Saved data entries:
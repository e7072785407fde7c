//! Platform probing
//!
//! This module answers the system-side questions the decision engine asks:
//! how many physical cores exist, how much memory is actually available, how
//! the operating system creates worker processes, and what spawning a worker
//! or dispatching a chunk really costs on this machine.
//!
//! Core counts come from the `num_cpus` crate; memory comes from
//! `/proc/meminfo` on Linux with a conservative fallback elsewhere. Spawn
//! and dispatch costs are measured once per process by tiny micro-benchmarks
//! (see [`probe`]) and memoized; callers that want fast startup can skip the
//! benchmarks and take OS-keyed defaults instead.

pub mod probe;

use std::fmt;
use std::fs;
use std::str::FromStr;
use std::sync::Mutex;

/// Conservative fallback when available memory cannot be probed (8 GiB)
pub const FALLBACK_AVAILABLE_MEMORY: u64 = 8 * 1024 * 1024 * 1024;

/// Default spawn cost for fork-model platforms (seconds)
pub const DEFAULT_SPAWN_COST_FORK: f64 = 0.005;
/// Default spawn cost for forkserver-model platforms (seconds)
pub const DEFAULT_SPAWN_COST_FORKSERVER: f64 = 0.030;
/// Default spawn cost for spawn-model platforms (seconds)
pub const DEFAULT_SPAWN_COST_SPAWN: f64 = 0.150;
/// Default per-chunk dispatch cost (seconds)
pub const DEFAULT_DISPATCH_COST: f64 = 0.0002;

/// Environment variable overriding the spawn model (test hook)
pub const SPAWN_MODEL_ENV: &str = "AMORSIZE_SPAWN_MODEL";

/// How the runtime creates worker processes
///
/// The model dramatically affects startup cost: forking reuses the parent
/// address space while spawning boots a fresh process image.
#[derive(Debug, Clone, Copy, PartialEq, Eq, serde::Serialize, serde::Deserialize)]
#[serde(rename_all = "lowercase")]
pub enum SpawnModel {
    Fork,
    Spawn,
    Forkserver,
}

impl SpawnModel {
    /// Default spawn cost estimate for this model (seconds)
    pub fn default_spawn_cost(self) -> f64 {
        match self {
            SpawnModel::Fork => DEFAULT_SPAWN_COST_FORK,
            SpawnModel::Forkserver => DEFAULT_SPAWN_COST_FORKSERVER,
            SpawnModel::Spawn => DEFAULT_SPAWN_COST_SPAWN,
        }
    }
}

impl fmt::Display for SpawnModel {
    fn fmt(&self, f: &mut fmt::Formatter<'_>) -> fmt::Result {
        match self {
            SpawnModel::Fork => write!(f, "fork"),
            SpawnModel::Spawn => write!(f, "spawn"),
            SpawnModel::Forkserver => write!(f, "forkserver"),
        }
    }
}

impl FromStr for SpawnModel {
    type Err = String;

    fn from_str(s: &str) -> Result<Self, Self::Err> {
        match s.to_ascii_lowercase().as_str() {
            "fork" => Ok(SpawnModel::Fork),
            "spawn" => Ok(SpawnModel::Spawn),
            "forkserver" => Ok(SpawnModel::Forkserver),
            other => Err(format!("unknown spawn model: {other}")),
        }
    }
}

/// Immutable snapshot of platform facts the engine decides against
#[derive(Debug, Clone, serde::Serialize)]
pub struct PlatformFacts {
    pub physical_cores: usize,
    pub logical_cores: usize,
    pub available_memory_bytes: u64,
    /// False when the memory probe failed and a fallback is in use
    pub memory_probed: bool,
    pub spawn_model: SpawnModel,
    pub spawn_cost_s: f64,
    pub chunk_dispatch_cost_s: f64,
}

/// Gather all platform facts, running micro-benchmarks where requested
pub fn facts(measure_spawn: bool, measure_dispatch: bool) -> PlatformFacts {
    let (available_memory_bytes, memory_probed) = match probe_available_memory() {
        Some(bytes) => (bytes, true),
        None => (FALLBACK_AVAILABLE_MEMORY, false),
    };
    PlatformFacts {
        physical_cores: physical_cores(),
        logical_cores: logical_cores(),
        available_memory_bytes,
        memory_probed,
        spawn_model: spawn_model(),
        spawn_cost_s: spawn_cost_s(measure_spawn),
        chunk_dispatch_cost_s: chunk_dispatch_cost_s(measure_dispatch),
    }
}

/// Number of physical CPU cores (hyperthreads excluded), at least 1
pub fn physical_cores() -> usize {
    num_cpus::get_physical().max(1)
}

/// Number of logical CPU cores, at least the physical count
pub fn logical_cores() -> usize {
    num_cpus::get().max(physical_cores())
}

/// Available memory in bytes, falling back to a conservative default
pub fn available_memory_bytes() -> u64 {
    probe_available_memory().unwrap_or(FALLBACK_AVAILABLE_MEMORY)
}

/// Read `MemAvailable` from /proc/meminfo
///
/// Returns None off Linux or when the field is missing; callers fall back
/// to [`FALLBACK_AVAILABLE_MEMORY`] and attach a warning.
pub fn probe_available_memory() -> Option<u64> {
    let meminfo = fs::read_to_string("/proc/meminfo").ok()?;
    for line in meminfo.lines() {
        if let Some(rest) = line.strip_prefix("MemAvailable:") {
            // MemAvailable:    12345678 kB
            let kb: u64 = rest.split_whitespace().next()?.parse().ok()?;
            return Some(kb * 1024);
        }
    }
    None
}

/// The spawn model in effect for this process
///
/// Defaults to the platform convention (fork on Linux, spawn elsewhere);
/// `AMORSIZE_SPAWN_MODEL` overrides it, which tests use to exercise the
/// mismatch check without a second operating system.
pub fn spawn_model() -> SpawnModel {
    if let Ok(value) = std::env::var(SPAWN_MODEL_ENV) {
        if let Ok(model) = value.parse() {
            return model;
        }
    }
    platform_default_spawn_model()
}

/// The conventional spawn model for the current OS
pub fn platform_default_spawn_model() -> SpawnModel {
    if cfg!(target_os = "linux") {
        SpawnModel::Fork
    } else {
        SpawnModel::Spawn
    }
}

/// Flag configurations where the spawn model deviates from the platform default
///
/// A deviation (e.g. `spawn` on Linux) usually means much higher worker
/// startup cost than the platform baseline, so recommendations computed with
/// default cost estimates can be badly off.
pub fn check_spawn_model_mismatch() -> (bool, String) {
    let current = spawn_model();
    let default = platform_default_spawn_model();
    if current == default {
        (false, String::new())
    } else {
        (
            true,
            format!(
                "Spawn model '{current}' differs from the platform default '{default}'. \
                 Worker startup cost may be significantly higher than estimated."
            ),
        )
    }
}

// Memoized micro-benchmark results. A Mutex<Option<f64>> per value: the
// first measuring call pays the benchmark, everyone else reads the cache.
static MEASURED_SPAWN_COST: Mutex<Option<f64>> = Mutex::new(None);
static MEASURED_DISPATCH_COST: Mutex<Option<f64>> = Mutex::new(None);

/// Cost of spawning one worker process, in seconds
///
/// With `measure` set, the first call launches a single noop child process
/// and times it (tens of milliseconds, once per process). Otherwise an
/// OS-keyed default is returned.
pub fn spawn_cost_s(measure: bool) -> f64 {
    if !measure {
        return spawn_model().default_spawn_cost();
    }
    let mut cached = MEASURED_SPAWN_COST.lock().unwrap();
    if let Some(cost) = *cached {
        return cost;
    }
    let cost = probe::measure_spawn_cost().unwrap_or_else(|| spawn_model().default_spawn_cost());
    *cached = Some(cost);
    cost
}

/// Per-chunk dispatch overhead, in seconds
///
/// With `measure` set, the first call times round trips through a bounded
/// channel to a worker thread; otherwise a fixed default is returned.
pub fn chunk_dispatch_cost_s(measure: bool) -> f64 {
    if !measure {
        return DEFAULT_DISPATCH_COST;
    }
    let mut cached = MEASURED_DISPATCH_COST.lock().unwrap();
    if let Some(cost) = *cached {
        return cost;
    }
    let cost = probe::measure_dispatch_cost().unwrap_or(DEFAULT_DISPATCH_COST);
    *cached = Some(cost);
    cost
}

/// Forget memoized benchmark results. Test-only entry point.
pub fn clear_platform_caches() {
    *MEASURED_SPAWN_COST.lock().unwrap() = None;
    *MEASURED_DISPATCH_COST.lock().unwrap() = None;
}

#[cfg(test)]
mod tests {
    use super::*;

    #[test]
    fn test_core_counts() {
        assert!(physical_cores() >= 1);
        assert!(logical_cores() >= physical_cores());
    }

    #[test]
    fn test_available_memory_positive() {
        assert!(available_memory_bytes() > 0);
    }

    #[test]
    fn test_spawn_model_defaults() {
        let model = platform_default_spawn_model();
        if cfg!(target_os = "linux") {
            assert_eq!(model, SpawnModel::Fork);
        } else {
            assert_eq!(model, SpawnModel::Spawn);
        }
    }

    #[test]
    fn test_spawn_model_parse() {
        assert_eq!("fork".parse::<SpawnModel>().unwrap(), SpawnModel::Fork);
        assert_eq!("SPAWN".parse::<SpawnModel>().unwrap(), SpawnModel::Spawn);
        assert!("threads".parse::<SpawnModel>().is_err());
    }

    #[test]
    fn test_default_costs_ordering() {
        // Forking must be cheaper than a fresh process image.
        assert!(DEFAULT_SPAWN_COST_FORK < DEFAULT_SPAWN_COST_FORKSERVER);
        assert!(DEFAULT_SPAWN_COST_FORKSERVER < DEFAULT_SPAWN_COST_SPAWN);
    }

    #[test]
    fn test_unmeasured_costs_use_defaults() {
        let cost = spawn_cost_s(false);
        assert_eq!(cost, spawn_model().default_spawn_cost());
        assert_eq!(chunk_dispatch_cost_s(false), DEFAULT_DISPATCH_COST);
    }

    #[test]
    fn test_facts_invariants() {
        let facts = facts(false, false);
        assert!(facts.physical_cores >= 1);
        assert!(facts.logical_cores >= facts.physical_cores);
        assert!(facts.available_memory_bytes > 0);
        assert!(facts.spawn_cost_s > 0.0);
        assert!(facts.chunk_dispatch_cost_s > 0.0);
    }
}
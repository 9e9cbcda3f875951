//! 错误处理模块：提供统一的错误类型和结构化错误上下文。
//!
//! # Error Handling Module
//!
//! This module provides the unified error type and structured error context
//! used across the proxy core.
//!
//! ## Error Categories
//!
//! | Variant | Description |
//! |---------|-------------|
//! | `Validation` | Invalid client request (400-class, never cached) |
//! | `Upstream` | Provider error, passed through verbatim including status |
//! | `Dependency` | Hot tier / indexed tier / embedder failure (breaker-recorded) |
//! | `Configuration` | Configuration and setup errors |
//! | `Runtime` | Runtime execution errors |
//! | `Serialization` | JSON encode/decode errors |
//! | `Io` | I/O errors (compression buffers, sockets) |
//!
//! The cache path is non-fatal by design: `Dependency` errors are absorbed by
//! the resilience layer and degrade to a defined mode. The upstream-forward
//! path is fatal-on-error: whatever the provider returns is what the client
//! sees.

use thiserror::Error;

/// Structured error context for better error handling and debugging.
#[derive(Debug, Clone, PartialEq, Eq, Default)]
pub struct ErrorContext {
    /// Field path or configuration key that caused the error
    /// (e.g., "request.messages", "cache.similarity_threshold")
    pub field_path: Option<String>,
    /// Additional context about the error (e.g., expected type, actual value)
    pub details: Option<String>,
    /// Source of the error (e.g., "canonicalizer", "hot_store", "embedder")
    pub source: Option<String>,
    /// Request identifier for tracking
    pub request_id: Option<String>,
    /// HTTP status code if applicable
    pub status_code: Option<u16>,
    /// Flag indicating if the error is retryable
    pub retryable: Option<bool>,
}

impl ErrorContext {
    pub fn new() -> Self {
        Self::default()
    }

    pub fn with_field_path(mut self, path: impl Into<String>) -> Self {
        self.field_path = Some(path.into());
        self
    }

    pub fn with_details(mut self, details: impl Into<String>) -> Self {
        self.details = Some(details.into());
        self
    }

    pub fn with_source(mut self, source: impl Into<String>) -> Self {
        self.source = Some(source.into());
        self
    }

    pub fn with_request_id(mut self, id: impl Into<String>) -> Self {
        self.request_id = Some(id.into());
        self
    }

    pub fn with_status_code(mut self, code: u16) -> Self {
        self.status_code = Some(code);
        self
    }

    pub fn with_retryable(mut self, retryable: bool) -> Self {
        self.retryable = Some(retryable);
        self
    }
}

/// Unified error type for the proxy core.
#[derive(Debug, Error)]
pub enum Error {
    #[error("Validation error: {message}{}", format_context(.context))]
    Validation {
        message: String,
        context: ErrorContext,
    },

    #[error("Upstream error: HTTP {status}: {message}")]
    Upstream {
        status: u16,
        message: String,
        /// Raw provider body, forwarded to the client verbatim.
        body: Option<String>,
    },

    #[error("Dependency error ({dependency}): {message}{}", format_context(.context))]
    Dependency {
        dependency: &'static str,
        message: String,
        context: ErrorContext,
    },

    #[error("Configuration error: {message}{}", format_context(.context))]
    Configuration {
        message: String,
        context: ErrorContext,
    },

    #[error("Runtime error: {message}{}", format_context(.context))]
    Runtime {
        message: String,
        context: ErrorContext,
    },

    #[error("Serialization error: {0}")]
    Serialization(#[from] serde_json::Error),

    #[error("I/O error: {0}")]
    Io(#[from] std::io::Error),
}

// Helper function to format error context for display
fn format_context(ctx: &ErrorContext) -> String {
    let mut parts = Vec::new();
    if let Some(ref field) = ctx.field_path {
        parts.push(format!("field: {}", field));
    }
    if let Some(ref details) = ctx.details {
        parts.push(format!("details: {}", details));
    }
    if let Some(ref source) = ctx.source {
        parts.push(format!("source: {}", source));
    }
    if let Some(ref id) = ctx.request_id {
        parts.push(format!("request_id: {}", id));
    }
    if let Some(code) = ctx.status_code {
        parts.push(format!("status: {}", code));
    }
    if let Some(retryable) = ctx.retryable {
        parts.push(format!("retryable: {}", retryable));
    }

    if parts.is_empty() {
        String::new()
    } else {
        format!(" [{}]", parts.join(", "))
    }
}

impl Error {
    /// Create a simple validation error
    pub fn validation(msg: impl Into<String>) -> Self {
        Self::validation_with_context(msg, ErrorContext::new())
    }

    /// Create a new validation error with structured context
    pub fn validation_with_context(msg: impl Into<String>, context: ErrorContext) -> Self {
        Error::Validation {
            message: msg.into(),
            context,
        }
    }

    /// Create a simple configuration error
    pub fn configuration(msg: impl Into<String>) -> Self {
        Error::Configuration {
            message: msg.into(),
            context: ErrorContext::new(),
        }
    }

    /// Create a new runtime error with structured context
    pub fn runtime_with_context(msg: impl Into<String>, context: ErrorContext) -> Self {
        Error::Runtime {
            message: msg.into(),
            context,
        }
    }

    /// Create a simple runtime error
    pub fn runtime(msg: impl Into<String>) -> Self {
        Self::runtime_with_context(msg, ErrorContext::new())
    }

    /// Create a dependency error for the named collaborator
    pub fn dependency(dependency: &'static str, msg: impl Into<String>) -> Self {
        Error::Dependency {
            dependency,
            message: msg.into(),
            context: ErrorContext::new().with_source(dependency),
        }
    }

    /// Create an upstream error that carries the provider body verbatim
    pub fn upstream(status: u16, msg: impl Into<String>, body: Option<String>) -> Self {
        Error::Upstream {
            status,
            message: msg.into(),
            body,
        }
    }

    /// Whether this error belongs to the non-fatal cache path.
    pub fn is_cache_path(&self) -> bool {
        matches!(self, Error::Dependency { .. })
    }

    /// Extract error context if available
    pub fn context(&self) -> Option<&ErrorContext> {
        match self {
            Error::Validation { context, .. }
            | Error::Dependency { context, .. }
            | Error::Configuration { context, .. }
            | Error::Runtime { context, .. } => Some(context),
            _ => None,
        }
    }
}

#[cfg(test)]
mod tests {
    use super::*;

    #[test]
    fn test_context_formatting() {
        let err = Error::validation_with_context(
            "messages cannot be empty",
            ErrorContext::new()
                .with_field_path("request.messages")
                .with_source("proxy"),
        );
        let msg = err.to_string();
        assert!(msg.contains("messages cannot be empty"));
        assert!(msg.contains("field: request.messages"));
        assert!(msg.contains("source: proxy"));
    }

    #[test]
    fn test_dependency_is_cache_path() {
        assert!(Error::dependency("hot_store", "connection refused").is_cache_path());
        assert!(!Error::validation("bad request").is_cache_path());
        assert!(!Error::upstream(502, "bad gateway", None).is_cache_path());
    }

    #[test]
    fn test_upstream_preserves_status() {
        let err = Error::upstream(429, "rate limited", Some("{\"error\":\"slow down\"}".into()));
        match err {
            Error::Upstream { status, body, .. } => {
                assert_eq!(status, 429);
                assert_eq!(body.as_deref(), Some("{\"error\":\"slow down\"}"));
            }
            _ => panic!("expected Upstream"),
        }
    }
}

→ To do
Which lines in the records above hold the string "least"? Copy each of them.

→ Task result
/// Number of physical CPU cores (hyperthreads excluded), at least 1
/// Number of logical CPU cores, at least the physical count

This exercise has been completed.